Robot nosi błękitny strój pielęgniarki, ma brązowe włosy oraz kamerę termiczną zamontowaną w okolicach klatki piersiowej, żeby mierzyć temperaturę swym podopiecznym. Dzięki technologii sztucznej inteligencji, Grace umie diagnozować pacjentów oraz komunikuje się z nimi po angielsku, mandaryńsku i kantońsku. „Potrafię odwiedzać ludzi i umilać im dzień towarzystwem, potrafię także prowadzić rozmowy terapeutyczne, odczytywać dane biologiczne i pomagam pracownikom służby zdrowia” - przedstawiła się Reuterowi Grace.
David Hanson, założyciel Hanson Robotics, które skonstruowało Grace, powiedział, że robot ma odciążyć personel szpitalny pozostający na pierwszej linii walki z koronawirusem. „Jej wygląd przypominający człowieka buduje zaufanie, ponieważ jesteśmy przyzwyczajeni do interakcji twarzą w twarz” - wyjaśnił, wskazując, że urządzenie potrafi symulować działanie 48 mięśni twarzy.

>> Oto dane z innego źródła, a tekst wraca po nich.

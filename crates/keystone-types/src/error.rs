use std::fmt;

use thiserror::Error;

/// Errors produced by type operations.
#[derive(Debug, Error, PartialEq, Eq)]
pub enum TypeError {
    #[error("invalid hex string: {0}")]
    InvalidHex(String),

    #[error("invalid byte length: expected {expected}, got {actual}")]
    InvalidLength { expected: usize, actual: usize },

    #[error("invalid identifier: {0}")]
    InvalidId(String),
}

/// Engine-wide error taxonomy.
///
/// Every crate-level error enum maps onto one of these kinds through a
/// `kind()` method so that callers can branch on the category of failure
/// without matching on each crate's variants.
#[derive(Clone, Copy, Debug, PartialEq, Eq, Hash)]
pub enum ErrorKind {
    /// An object, branch, version, or commit is absent.
    NotFound,
    /// The operation is not allowed in the current state.
    InvalidState,
    /// A structural check failed.
    ValidationFailure,
    /// A collaborator repository failed.
    Io,
    /// The request itself was malformed.
    Config,
}

impl fmt::Display for ErrorKind {
    fn fmt(&self, f: &mut fmt::Formatter<'_>) -> fmt::Result {
        match self {
            Self::NotFound => write!(f, "not found"),
            Self::InvalidState => write!(f, "invalid state"),
            Self::ValidationFailure => write!(f, "validation failure"),
            Self::Io => write!(f, "io failure"),
            Self::Config => write!(f, "config error"),
        }
    }
}

impl From<&TypeError> for ErrorKind {
    fn from(_: &TypeError) -> Self {
        ErrorKind::Config
    }
}
#[cfg(test)]
mod tests {
    use super::*;
    use crate::memory::InMemoryLedger;
    use keystone_refs::{AllowAll, BranchManager, InMemoryBranchStore, ReviewApproval};
    use keystone_snapshot::SnapshotMetadata;
    use keystone_types::{ErrorKind, FixedClock};

    struct Fixture {
        graph: CommitGraph,
        manager: BranchManager,
        repo: RepositoryId,
    }

    fn fixture_with(binding: CommitBinding) -> Fixture {
        let branches = Arc::new(InMemoryBranchStore::new());
        let clock = Arc::new(FixedClock::epoch());
        let ledger = Arc::new(InMemoryLedger::new(branches.clone()));
        let graph = CommitGraph::new(ledger, branches.clone(), clock.clone()).with_binding(binding);
        let manager = BranchManager::new(branches, Arc::new(AllowAll), clock);
        let repo = RepositoryId::new();
        manager.init_repository(&repo, "main").unwrap();
        Fixture {
            graph,
            manager,
            repo,
        }
    }

    fn fixture() -> Fixture {
        fixture_with(CommitBinding::Snapshot)
    }

    fn snapshot(repo: RepositoryId, b: u8) -> Snapshot {
        let h = ObjectHash::from_digest([b; 32]);
        Snapshot {
            repository_id: repo,
            hash: h,
            building_tree: h,
            equipment_tree: h,
            spatial_tree: h,
            files_tree: h,
            operations_tree: h,
            root_tree: h,
            metadata: SnapshotMetadata::default(),
            created_at: chrono::Utc::now(),
        }
    }

    fn author() -> Author {
        Author::new("Sam Okafor", "sam@example.com", "u-42")
    }

    fn commit_on(f: &Fixture, branch: &str, msg: &str, snap: u8) -> Commit {
        let b = f.manager.get_branch(&f.repo, branch).unwrap();
        f.graph
            .create_commit(NewCommit::new(b.id, msg, author()), &snapshot(f.repo, snap))
            .unwrap()
    }

    // -----------------------------------------------------------------------
    // Commit creation
    // -----------------------------------------------------------------------

    #[test]
    fn first_commit_is_root_and_moves_head() {
        let f = fixture();
        let c = commit_on(&f, "main", "Initial survey", 1);
        assert!(c.is_root());
        assert!(!c.is_merge);
        assert_eq!(c.short_hash, c.commit_hash.short_hex());
        assert_eq!(c.short_hash.len(), 7);
        let main = f.manager.get_branch(&f.repo, "main").unwrap();
        assert_eq!(main.head_commit, Some(c.commit_hash));
        assert_eq!(c.branch_id, main.id);
    }

    #[test]
    fn second_commit_has_previous_head_as_parent() {
        let f = fixture();
        let c1 = commit_on(&f, "main", "one", 1);
        let c2 = commit_on(&f, "main", "two", 2);
        assert_eq!(c2.parent_commits, vec![c1.commit_hash]);
        assert!(c2.committed_at > c1.committed_at);
    }

    #[test]
    fn versions_get_sequential_tags() {
        let f = fixture();
        let c1 = commit_on(&f, "main", "one", 1);
        let c2 = commit_on(&f, "main", "two", 2);
        let v1 = f.graph.resolve_version(&f.repo, &VersionRef::Tag("v1".into())).unwrap();
        let v2 = f.graph.resolve_version(&f.repo, &VersionRef::Tag("v2".into())).unwrap();
        assert_eq!(v1.hash, c1.commit_hash);
        assert_eq!(v2.parent_hash, Some(c1.commit_hash));
        assert_eq!(v2.id, c2.version_id);
        assert_eq!(v2.metadata.source, VersionSource::Commit);
    }

    #[test]
    fn explicit_tag_and_prefix() {
        let branches = Arc::new(InMemoryBranchStore::new());
        let ledger = Arc::new(InMemoryLedger::new(branches.clone()));
        let clock = Arc::new(FixedClock::epoch());
        let graph = CommitGraph::new(ledger, branches.clone(), clock.clone()).with_tag_prefix("rev-");
        let manager = BranchManager::new(branches, Arc::new(AllowAll), clock);
        let repo = RepositoryId::new();
        let main = manager.init_repository(&repo, "main").unwrap();

        graph
            .create_commit(NewCommit::new(main.id, "a", author()), &snapshot(repo, 1))
            .unwrap();
        let mut req = NewCommit::new(main.id, "b", author());
        req.version_tag = Some("handover".into());
        graph.create_commit(req, &snapshot(repo, 2)).unwrap();

        let tags: Vec<_> = graph
            .list_versions(&repo)
            .unwrap()
            .into_iter()
            .map(|v| v.tag)
            .collect();
        assert_eq!(tags, ["rev-1", "handover"]);
    }

    #[test]
    fn auto_tag_skips_taken_tags() {
        let f = fixture();
        let main = f.manager.get_branch(&f.repo, "main").unwrap();
        let mut req = NewCommit::new(main.id, "handover", author());
        req.version_tag = Some("v2".into());
        f.graph.create_commit(req, &snapshot(f.repo, 1)).unwrap();
        commit_on(&f, "main", "two", 2);
        commit_on(&f, "main", "three", 3);

        let tags: Vec<_> = f
            .graph
            .list_versions(&f.repo)
            .unwrap()
            .into_iter()
            .map(|v| v.tag)
            .collect();
        assert_eq!(tags, ["v2", "v3", "v4"]);
    }

    struct FrozenClock(chrono::DateTime<chrono::Utc>);

    impl Clock for FrozenClock {
        fn now(&self) -> chrono::DateTime<chrono::Utc> {
            self.0
        }
    }

    #[test]
    fn frozen_clock_still_orders_commits() {
        let branches = Arc::new(InMemoryBranchStore::new());
        let ledger = Arc::new(InMemoryLedger::new(branches.clone()));
        let clock = Arc::new(FrozenClock(chrono::Utc::now()));
        let graph = CommitGraph::new(ledger.clone(), branches.clone(), clock.clone());
        let manager = BranchManager::new(branches, Arc::new(AllowAll), clock);
        let repo = RepositoryId::new();
        let main = manager.init_repository(&repo, "main").unwrap();

        let c1 = graph
            .create_commit(NewCommit::new(main.id, "a", author()), &snapshot(repo, 1))
            .unwrap();
        let c2 = graph
            .create_commit(NewCommit::new(main.id, "b", author()), &snapshot(repo, 2))
            .unwrap();
        assert!(c2.committed_at > c1.committed_at);
        let report = crate::validation::verify_graph(ledger.as_ref(), &repo).unwrap();
        assert!(report.is_valid(), "{:?}", report.violations);
    }

    #[test]
    fn ambiguous_author_is_rejected() {
        let f = fixture();
        let main = f.manager.get_branch(&f.repo, "main").unwrap();
        let sneaky = Author::new("Sam <sam@example.com> u-42", "x@example.com", "u-1");
        let err = f
            .graph
            .create_commit(NewCommit::new(main.id, "a", sneaky), &snapshot(f.repo, 1))
            .unwrap_err();
        assert_eq!(err.kind(), ErrorKind::Config);
        assert!(f.graph.list_versions(&f.repo).unwrap().is_empty());
    }

    #[test]
    fn empty_message_is_config_error() {
        let f = fixture();
        let main = f.manager.get_branch(&f.repo, "main").unwrap();
        let err = f
            .graph
            .create_commit(NewCommit::new(main.id, "  ", author()), &snapshot(f.repo, 1))
            .unwrap_err();
        assert_eq!(err.kind(), ErrorKind::Config);
    }

    #[test]
    fn closed_branch_refuses_commits() {
        let f = fixture();
        f.manager.create_branch(&f.repo, "old").unwrap();
        let closed = f.manager.close_branch(&f.repo, "old").unwrap();
        let err = f
            .graph
            .create_commit(NewCommit::new(closed.id, "late", author()), &snapshot(f.repo, 1))
            .unwrap_err();
        assert_eq!(err.kind(), ErrorKind::InvalidState);
        assert_eq!(err.to_string(), "cannot commit to a non-active branch");
    }

    #[test]
    fn hash_binds_to_snapshot_by_default() {
        let f = fixture();
        let c = commit_on(&f, "main", "one", 1);
        assert_eq!(c.recompute_hash(CommitBinding::Snapshot), c.commit_hash);
        assert_ne!(c.recompute_hash(CommitBinding::Branch), c.commit_hash);
    }

    #[test]
    fn legacy_branch_binding() {
        let f = fixture_with(CommitBinding::Branch);
        let c = commit_on(&f, "main", "one", 1);
        assert_eq!(c.recompute_hash(CommitBinding::Branch), c.commit_hash);
    }

    // -----------------------------------------------------------------------
    // Lookups
    // -----------------------------------------------------------------------

    #[test]
    fn short_hash_lookup() {
        let f = fixture();
        let c = commit_on(&f, "main", "one", 1);
        assert_eq!(f.graph.find_by_short_hash(&f.repo, &c.short_hash).unwrap(), c);
        assert_eq!(
            f.graph.find_by_short_hash(&f.repo, "ab").unwrap_err().kind(),
            ErrorKind::Config
        );
        let missing = if c.short_hash.starts_with('0') { "ffff" } else { "0000" };
        assert_eq!(
            f.graph.find_by_short_hash(&f.repo, missing).unwrap_err().kind(),
            ErrorKind::NotFound
        );
    }

    #[test]
    fn unknown_version_is_not_found() {
        let f = fixture();
        let err = f
            .graph
            .resolve_version(&f.repo, &VersionRef::Tag("v9".into()))
            .unwrap_err();
        assert_eq!(err.kind(), ErrorKind::NotFound);
    }

    #[test]
    fn version_from_other_repository_is_not_found() {
        let f = fixture();
        let c = commit_on(&f, "main", "one", 1);
        let err = f
            .graph
            .resolve_version(&RepositoryId::new(), &VersionRef::Id(c.version_id))
            .unwrap_err();
        assert_eq!(err.kind(), ErrorKind::NotFound);
    }

    // -----------------------------------------------------------------------
    // History, merge base, merges
    // -----------------------------------------------------------------------

    #[test]
    fn history_is_newest_first_and_limited() {
        let f = fixture();
        let c1 = commit_on(&f, "main", "one", 1);
        let c2 = commit_on(&f, "main", "two", 2);
        let c3 = commit_on(&f, "main", "three", 3);
        let main = f.manager.get_branch(&f.repo, "main").unwrap();

        let all: Vec<_> = f
            .graph
            .branch_history(&main.id, None)
            .unwrap()
            .into_iter()
            .map(|c| c.commit_hash)
            .collect();
        assert_eq!(all, [c3.commit_hash, c2.commit_hash, c1.commit_hash]);
        assert_eq!(f.graph.history(&c3.commit_hash, Some(2)).unwrap().len(), 2);
    }

    #[test]
    fn merge_commit_has_two_parents_and_base() {
        let f = fixture();
        let base = commit_on(&f, "main", "base", 1);
        f.manager.create_branch(&f.repo, "dev").unwrap();
        let on_dev = commit_on(&f, "dev", "dev work", 2);
        let on_main = commit_on(&f, "main", "main work", 3);

        assert_eq!(
            f.graph
                .merge_base(&on_dev.commit_hash, &on_main.commit_hash)
                .unwrap()
                .map(|c| c.commit_hash),
            Some(base.commit_hash)
        );

        let token = f
            .manager
            .authorize_merge(
                &f.repo,
                "dev",
                "main",
                Some(ReviewApproval {
                    review_id: "pr-1".into(),
                    approver: "lead".into(),
                    source_branch: "dev".into(),
                    target_branch: "main".into(),
                }),
            )
            .unwrap();
        let merge = f
            .graph
            .create_merge_commit(&token, author(), "", &snapshot(f.repo, 4), ChangesSummary::default())
            .unwrap();
        assert!(merge.is_merge);
        assert_eq!(merge.parent_commits, vec![on_main.commit_hash, on_dev.commit_hash]);
        assert_eq!(merge.message, "Merge branch dev into main");

        let version = f
            .graph
            .resolve_version(&f.repo, &VersionRef::Commit(merge.commit_hash))
            .unwrap();
        assert_eq!(version.metadata.source, VersionSource::Merge);
        // Both lines are in the merged history.
        assert_eq!(f.graph.history(&merge.commit_hash, None).unwrap().len(), 4);
    }
}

Robot w cenie luksusowego auta
Grace ma rozpocząć pracę w Hongkongu, Chinach kontynentalnych, Japonii oraz Korei Południowej w przyszłym roku. Obecnie jej wartość porównywalna jest z ceną luksusowego auta, ale zdaniem Hansona spadnie ona, kiedy firma wyprodukuje tysiące egzemplarzy.
Profesor z Uniwersytetu Hawajskiego Kim Min-Sun oceniła, że pandemia koronawirusa sprawiła, że jest wielkie zapotrzebowanie na roboty humanoidalne, zwłaszcza gdy wiele osób zmuszonych do izolacji podupada na zdrowiu psychicznym. „Jeśli udałoby im się wdrożyć te roboty społeczne w przestrzeniach prywatnych, to na pewno będzie to miało pozytywny wpływ na społeczeństwo” - powiedziała.